Segment Open

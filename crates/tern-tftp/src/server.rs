//! Request dispatcher on the well-known port

use std::net::{IpAddr, SocketAddr};
use std::sync::Arc;

use tokio::net::UdpSocket;
use tokio_util::sync::CancellationToken;
use tokio_util::task::TaskTracker;
use tracing::instrument::WithSubscriber;
use tracing::{Dispatch, Instrument, debug, error, info, info_span, warn};
use uuid::Uuid;

use crate::error::Result;
use crate::handler::{TransferHandler, TransferRequest};
use crate::packet::{ErrorCode, MAX_PACKET_SIZE, Packet, TransferMode};
use crate::pipe::pipe;
use crate::receiver::Receiver;
use crate::sender::Sender;
use crate::session::{SessionConfig, TransferSocket};

#[derive(Debug, Clone, Copy, PartialEq, Eq)]
enum RequestKind {
    Read,
    Write,
}

impl RequestKind {
    fn as_str(&self) -> &'static str {
        match self {
            RequestKind::Read => "read",
            RequestKind::Write => "write",
        }
    }
}

pub struct TftpServer {
    bind_addr: SocketAddr,
    handler: Arc<dyn TransferHandler>,
    session: SessionConfig,
    log: Option<Dispatch>,
    shutdown: CancellationToken,
    sessions: TaskTracker,
}

impl TftpServer {
    pub fn new(bind_addr: SocketAddr, handler: Arc<dyn TransferHandler>) -> Self {
        Self {
            bind_addr,
            handler,
            session: SessionConfig::default(),
            log: None,
            shutdown: CancellationToken::new(),
            sessions: TaskTracker::new(),
        }
    }

    pub fn with_session_config(mut self, session: SessionConfig) -> Self {
        self.session = session;
        self
    }

    /// Route the server's diagnostics, including every session and handler
    /// task it spawns, to `dispatch` instead of the caller's default subscriber.
    pub fn with_log(mut self, dispatch: Dispatch) -> Self {
        self.log = Some(dispatch);
        self
    }

    /// Cancelling this token stops the listener; active sessions run to completion.
    pub fn shutdown_token(&self) -> CancellationToken {
        self.shutdown.clone()
    }

    /// Bind the configured address and serve until shutdown.
    ///
    /// Only a failure to bind is fatal; per-request and per-session failures
    /// are logged and never end the loop.
    pub async fn run(&self) -> Result<()> {
        let socket = UdpSocket::bind(self.bind_addr).await?;
        self.serve(socket).await
    }

    /// Serve on an already bound listening socket.
    pub async fn serve(&self, socket: UdpSocket) -> Result<()> {
        match &self.log {
            Some(dispatch) => self.listen(socket).with_subscriber(dispatch.clone()).await,
            None => self.listen(socket).await,
        }
    }

    async fn listen(&self, socket: UdpSocket) -> Result<()> {
        let local_addr = socket.local_addr()?;
        info!("TFTP server listening on {}", local_addr);

        let mut buf = vec![0u8; MAX_PACKET_SIZE];

        loop {
            let (size, peer) = tokio::select! {
                _ = self.shutdown.cancelled() => break,
                received = socket.recv_from(&mut buf) => match received {
                    Ok(received) => received,
                    Err(e) => {
                        error!("Error receiving TFTP packet: {}", e);
                        continue;
                    }
                },
            };

            match Packet::decode(&buf[..size]) {
                Ok(Packet::Rrq { filename, mode }) => {
                    self.accept(RequestKind::Read, filename, &mode, peer, local_addr.ip())
                        .await;
                }
                Ok(Packet::Wrq { filename, mode }) => {
                    self.accept(RequestKind::Write, filename, &mode, peer, local_addr.ip())
                        .await;
                }
                Ok(other) => {
                    // Session traffic belongs on the per-transfer sockets
                    debug!("Ignoring {:?} from {} on the listening socket", other.opcode(), peer);
                }
                Err(e) => warn!("Dropping request from {}: {}", peer, e),
            }
        }

        info!(
            active = self.sessions.len(),
            "TFTP server stopping, waiting for active sessions"
        );
        self.sessions.close();
        self.sessions.wait().await;
        Ok(())
    }

    async fn accept(
        &self,
        kind: RequestKind,
        filename: String,
        mode: &str,
        peer: SocketAddr,
        local_ip: IpAddr,
    ) {
        let mode = match mode.parse::<TransferMode>() {
            Ok(TransferMode::Mail) => {
                warn!("MAIL mode requested from {}: obsolete and not supported", peer);
                send_error(local_ip, peer, ErrorCode::IllegalOperation, "MAIL mode not supported")
                    .await;
                return;
            }
            Ok(mode) => mode,
            Err(e) => {
                warn!("Rejecting request from {}: {}", peer, e);
                send_error(local_ip, peer, ErrorCode::IllegalOperation, &e.to_string()).await;
                return;
            }
        };

        // RFC 1350: Each transfer uses a new TID
        let socket = match TransferSocket::bind(local_ip, peer).await {
            Ok(socket) => socket,
            Err(e) => {
                error!("Could not start transmission for {}: {}", peer, e);
                return;
            }
        };

        let span = info_span!(
            "session",
            id = %Uuid::new_v4(),
            %peer,
            kind = kind.as_str(),
            filename = %filename,
        );
        if let Ok(addr) = socket.local_addr() {
            info!(parent: &span, port = addr.port(), %mode, "Transfer accepted");
        }

        let request = TransferRequest {
            filename,
            mode,
            peer,
        };
        let handler = self.handler.clone();
        let config = self.session;
        let (writer, reader) = pipe();

        match kind {
            RequestKind::Read => {
                self.sessions.spawn(
                    async move { handler.produce(request, writer).await }
                        .instrument(span.clone())
                        .with_current_subscriber(),
                );
                self.sessions.spawn(
                    async move {
                        let _ = Sender::new(socket, reader, config).run().await;
                    }
                    .instrument(span)
                    .with_current_subscriber(),
                );
            }
            RequestKind::Write => {
                self.sessions.spawn(
                    async move { handler.consume(request, reader).await }
                        .instrument(span.clone())
                        .with_current_subscriber(),
                );
                self.sessions.spawn(
                    async move {
                        let _ = Receiver::new(socket, writer, config).run().await;
                    }
                    .instrument(span)
                    .with_current_subscriber(),
                );
            }
        }
    }
}

/// Refuse a request from a throwaway socket, so no session is created.
async fn send_error(local_ip: IpAddr, peer: SocketAddr, code: ErrorCode, message: &str) {
    let result = async {
        let socket = UdpSocket::bind(SocketAddr::new(local_ip, 0)).await?;
        socket
            .send_to(&Packet::error(code, message).encode(), peer)
            .await?;
        Ok::<_, std::io::Error>(())
    }
    .await;

    match result {
        Ok(()) => debug!("Sent ERROR packet to {}: code={}, msg={}", peer, code, message),
        Err(e) => warn!("Failed to send ERROR packet to {}: {}", peer, e),
    }
}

Segment Closed

[Exercise details] Set down the records again in full. Match them exactly.

[Exercise response]
filename crates/tern-tftp/src/server.rs
//! Request dispatcher on the well-known port

use std::net::{IpAddr, SocketAddr};
use std::sync::Arc;

use tokio::net::UdpSocket;
use tokio_util::sync::CancellationToken;
use tokio_util::task::TaskTracker;
use tracing::instrument::WithSubscriber;
use tracing::{Dispatch, Instrument, debug, error, info, info_span, warn};
use uuid::Uuid;

use crate::error::Result;
use crate::handler::{TransferHandler, TransferRequest};
use crate::packet::{ErrorCode, MAX_PACKET_SIZE, Packet, TransferMode};
use crate::pipe::pipe;
use crate::receiver::Receiver;
use crate::sender::Sender;
use crate::session::{SessionConfig, TransferSocket};

#[derive(Debug, Clone, Copy, PartialEq, Eq)]
enum RequestKind {
    Read,
    Write,
}

impl RequestKind {
    fn as_str(&self) -> &'static str {
        match self {
            RequestKind::Read => "read",
            RequestKind::Write => "write",
        }
    }
}

pub struct TftpServer {
    bind_addr: SocketAddr,
    handler: Arc<dyn TransferHandler>,
    session: SessionConfig,
    log: Option<Dispatch>,
    shutdown: CancellationToken,
    sessions: TaskTracker,
}

impl TftpServer {
    pub fn new(bind_addr: SocketAddr, handler: Arc<dyn TransferHandler>) -> Self {
        Self {
            bind_addr,
            handler,
            session: SessionConfig::default(),
            log: None,
            shutdown: CancellationToken::new(),
            sessions: TaskTracker::new(),
        }
    }

    pub fn with_session_config(mut self, session: SessionConfig) -> Self {
        self.session = session;
        self
    }

    /// Route the server's diagnostics, including every session and handler
    /// task it spawns, to `dispatch` instead of the caller's default subscriber.
    pub fn with_log(mut self, dispatch: Dispatch) -> Self {
        self.log = Some(dispatch);
        self
    }

    /// Cancelling this token stops the listener; active sessions run to completion.
    pub fn shutdown_token(&self) -> CancellationToken {
        self.shutdown.clone()
    }

    /// Bind the configured address and serve until shutdown.
    ///
    /// Only a failure to bind is fatal; per-request and per-session failures
    /// are logged and never end the loop.
    pub async fn run(&self) -> Result<()> {
        let socket = UdpSocket::bind(self.bind_addr).await?;
        self.serve(socket).await
    }

    /// Serve on an already bound listening socket.
    pub async fn serve(&self, socket: UdpSocket) -> Result<()> {
        match &self.log {
            Some(dispatch) => self.listen(socket).with_subscriber(dispatch.clone()).await,
            None => self.listen(socket).await,
        }
    }

    async fn listen(&self, socket: UdpSocket) -> Result<()> {
        let local_addr = socket.local_addr()?;
        info!("TFTP server listening on {}", local_addr);

        let mut buf = vec![0u8; MAX_PACKET_SIZE];

        loop {
            let (size, peer) = tokio::select! {
                _ = self.shutdown.cancelled() => break,
                received = socket.recv_from(&mut buf) => match received {
                    Ok(received) => received,
                    Err(e) => {
                        error!("Error receiving TFTP packet: {}", e);
                        continue;
                    }
                },
            };

            match Packet::decode(&buf[..size]) {
                Ok(Packet::Rrq { filename, mode }) => {
                    self.accept(RequestKind::Read, filename, &mode, peer, local_addr.ip())
                        .await;
                }
                Ok(Packet::Wrq { filename, mode }) => {
                    self.accept(RequestKind::Write, filename, &mode, peer, local_addr.ip())
                        .await;
                }
                Ok(other) => {
                    // Session traffic belongs on the per-transfer sockets
                    debug!("Ignoring {:?} from {} on the listening socket", other.opcode(), peer);
                }
                Err(e) => warn!("Dropping request from {}: {}", peer, e),
            }
        }

        info!(
            active = self.sessions.len(),
            "TFTP server stopping, waiting for active sessions"
        );
        self.sessions.close();
        self.sessions.wait().await;
        Ok(())
    }

    async fn accept(
        &self,
        kind: RequestKind,
        filename: String,
        mode: &str,
        peer: SocketAddr,
        local_ip: IpAddr,
    ) {
        let mode = match mode.parse::<TransferMode>() {
            Ok(TransferMode::Mail) => {
                warn!("MAIL mode requested from {}: obsolete and not supported", peer);
                send_error(local_ip, peer, ErrorCode::IllegalOperation, "MAIL mode not supported")
                    .await;
                return;
            }
            Ok(mode) => mode,
            Err(e) => {
                warn!("Rejecting request from {}: {}", peer, e);
                send_error(local_ip, peer, ErrorCode::IllegalOperation, &e.to_string()).await;
                return;
            }
        };

        // RFC 1350: Each transfer uses a new TID
        let socket = match TransferSocket::bind(local_ip, peer).await {
            Ok(socket) => socket,
            Err(e) => {
                error!("Could not start transmission for {}: {}", peer, e);
                return;
            }
        };

        let span = info_span!(
            "session",
            id = %Uuid::new_v4(),
            %peer,
            kind = kind.as_str(),
            filename = %filename,
        );
        if let Ok(addr) = socket.local_addr() {
            info!(parent: &span, port = addr.port(), %mode, "Transfer accepted");
        }

        let request = TransferRequest {
            filename,
            mode,
            peer,
        };
        let handler = self.handler.clone();
        let config = self.session;
        let (writer, reader) = pipe();

        match kind {
            RequestKind::Read => {
                self.sessions.spawn(
                    async move { handler.produce(request, writer).await }
                        .instrument(span.clone())
                        .with_current_subscriber(),
                );
                self.sessions.spawn(
                    async move {
                        let _ = Sender::new(socket, reader, config).run().await;
                    }
                    .instrument(span)
                    .with_current_subscriber(),
                );
            }
            RequestKind::Write => {
                self.sessions.spawn(
                    async move { handler.consume(request, reader).await }
                        .instrument(span.clone())
                        .with_current_subscriber(),
                );
                self.sessions.spawn(
                    async move {
                        let _ = Receiver::new(socket, writer, config).run().await;
                    }
                    .instrument(span)
                    .with_current_subscriber(),
                );
            }
        }
    }
}

/// Refuse a request from a throwaway socket, so no session is created.
async fn send_error(local_ip: IpAddr, peer: SocketAddr, code: ErrorCode, message: &str) {
    let result = async {
        let socket = UdpSocket::bind(SocketAddr::new(local_ip, 0)).await?;
        socket
            .send_to(&Packet::error(code, message).encode(), peer)
            .await?;
        Ok::<_, std::io::Error>(())
    }
    .await;

    match result {
        Ok(()) => debug!("Sent ERROR packet to {}: code={}, msg={}", peer, code, message),
        Err(e) => warn!("Failed to send ERROR packet to {}: {}", peer, e),
    }
}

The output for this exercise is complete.